Oct 23, 2024

For the first time in over two years, employee earnings growth in Great Britain has fallen below 5%, narrowing the gap between wages and inflation. This development increases the likelihood of further interest rate cuts by the Bank of England (BoE)

Slowing wage growth and economic signals

Data from the Office for National Statistics (ONS) shows that regular pay, excluding bonuses, grew by 4.9% in the three months to August compared to last year. This marks a slight decline from the 5.1% recorded in the three months to July. Total earnings growth, including bonuses, also dropped from 4.1% in July to 3.8% in August.

The slowdown in wage growth could mark a step towards returning to pre-pandemic earnings trends. This development may encourage the BoE to consider lowering interest rates to support the slowing economy. However, the ONS warned that the data is volatile, especially due to last year’s one-off bonuses for NHS and civil service staff, which skewed the figures.

Despite the drop in earnings growth, the unemployment rate across the UK fell slightly to 4% from June to August. Vacancies, however, have almost returned to pre-pandemic levels, indicating softness in the labour market.

The last time wage growth fell below 5% was in June 2022, when inflation peaked at 9.4% due to surging energy and food prices. Since then, inflation has decreased, reaching 2% in May this year. A modest rise in inflation over the summer saw it increase to 2.2% in August.

Interest rates and future economic pressures

Policymakers at the BoE have only cut interest rates once in response to falling inflation, reducing the rate from 5.25% to 5%. Concerns had been raised that high wage growth could lead to rising shop prices, preventing further rate cuts.

Business and consumer groups are now calling for more significant interest rate reductions, especially as economic growth slows. The economy is expected to flatline in the third quarter of this year, following a modest 1% rise in the first half of 2024.

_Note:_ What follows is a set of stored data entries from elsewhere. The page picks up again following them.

//! Typed error variants for resource operations.
//!
//! Internal resource code returns these variants directly; callers convert
//! to [`anyhow::Error`] via `?`.

use thiserror::Error;

/// Errors that arise from resource checks and apply operations.
#[derive(Error, Debug)]
pub enum ResourceError {
    /// A command invoked by a resource failed with a non-zero exit code.
    #[error("command '{program}' failed (exit {exit_code}): {stderr}")]
    ExecutionFailed {
        /// Name of the program that was invoked.
        program: String,
        /// Exit code returned by the process (`-1` when killed by a signal).
        exit_code: i32,
        /// Captured standard error output.
        stderr: String,
    },

    /// A required resource (file, package, etc.) was not found.
    #[error("resource not found: {resource}")]
    NotFound {
        /// Description of the missing resource.
        resource: String,
    },

    /// An operation was denied due to insufficient privilege on the target.
    #[error("permission denied running '{program}': {detail}")]
    PermissionDenied {
        /// Program that was refused.
        program: String,
        /// Diagnostic emitted by the target.
        detail: String,
    },

    /// A resource exists but is in an unexpected or inconsistent state.
    #[error("invalid state for '{resource}': {reason}")]
    InvalidState {
        /// Name or description of the resource in the invalid state.
        resource: String,
        /// Human-readable explanation of why the state is invalid.
        reason: String,
    },
}

/// Stderr fragments that indicate a privilege failure rather than a generic
/// command error.
const PERMISSION_MARKERS: &[&str] = &[
    "permission denied",
    "a password is required",
    "is not in the sudoers file",
    "operation not permitted",
    "only root can",
    "are you root",
];

impl ResourceError {
    /// Build the error for a failed command, classifying privilege failures.
    #[must_use]
    pub fn from_failure(program: &str, exit_code: i32, stderr: &str) -> Self {
        let lower = stderr.to_lowercase();
        if PERMISSION_MARKERS.iter().any(|m| lower.contains(m)) {
            Self::PermissionDenied {
                program: program.to_string(),
                detail: stderr.trim().to_string(),
            }
        } else {
            Self::ExecutionFailed {
                program: program.to_string(),
                exit_code,
                stderr: stderr.trim().to_string(),
            }
        }
    }
}
//! Core logging types: task entries, status, and the [`Log`] trait.
use serde::Serialize;

/// Task execution result for the end-of-run recap.
#[derive(Debug, Clone, PartialEq, Eq, Serialize)]
pub struct TaskEntry {
    /// Host the task ran on; `None` for host-independent work.
    pub host: Option<String>,
    /// Human-readable task name.
    pub name: String,
    /// Final status of the task.
    pub status: TaskStatus,
    /// Optional detail message (e.g., skip reason or error description).
    #[serde(skip_serializing_if = "Option::is_none")]
    pub message: Option<String>,
}

/// Status of a completed task.
#[derive(Debug, Clone, Copy, PartialEq, Eq, Serialize)]
#[serde(rename_all = "snake_case")]
pub enum TaskStatus {
    /// The task modified the host.
    Changed,
    /// Everything was already in the desired state.
    Unchanged,
    /// The guard was false or the task was filtered out.
    Skipped,
    /// Task ran in dry-run mode; changes were reported, not applied.
    DryRun,
    /// Task encountered an error; later tasks on the host did not run.
    Failed,
    /// The host could not be reached; none of its tasks ran.
    Unreachable,
}

/// Abstraction over logging backends.
///
/// Both [`Logger`](super::logger::Logger) (direct output) and
/// [`BufferedLog`](super::buffered::BufferedLog) (deferred output for
/// hosts provisioned in parallel) implement this trait, allowing task code
/// to log without knowing whether output is immediate or buffered.
pub trait Log: Send + Sync {
    /// Log a stage header (major section).
    fn stage(&self, msg: &str);
    /// Log an informational message.
    fn info(&self, msg: &str);
    /// Log a debug message (may be suppressed on console).
    fn debug(&self, msg: &str);
    /// Log a warning message.
    fn warn(&self, msg: &str);
    /// Log an error message.
    fn error(&self, msg: &str);
    /// Log a dry-run action message.
    fn dry_run(&self, msg: &str);
    /// Record a task result for the recap.
    fn record_task(&self, name: &str, status: TaskStatus, message: Option<&str>);
}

Chancellor Rachel Reeves’s upcoming 30 October budget may add further pressure on economic growth. Tax increases are expected to cover a £22bn spending gap inherited from the previous Conservative Government. Among the anticipated tax changes are a higher rate of capital gains tax and increased national insurance contributions for employers. Although Reeves has promised to boost infrastructure spending, these tax rises may hamper growth.

Monica George Michail, an associate economist at the National Institute of Economic and Social Research, said that the BoE would likely see the current economic stagnation and falling wage growth as motivation for further rate cuts. A notable decrease in pay growth within the services sector, which dropped to 3.6% from an average of 5.6% earlier this year, is also a positive sign for inflation control.

Youth unemployment concerns

However, concerns remain about the labour market, particularly for young people. Youth unemployment has risen to 12.8%, and the number of young people facing long-term unemployment has surged by 53% over the past year. Meanwhile, the overall inactivity rate for working-age people dropped slightly to 21.8% between June and August.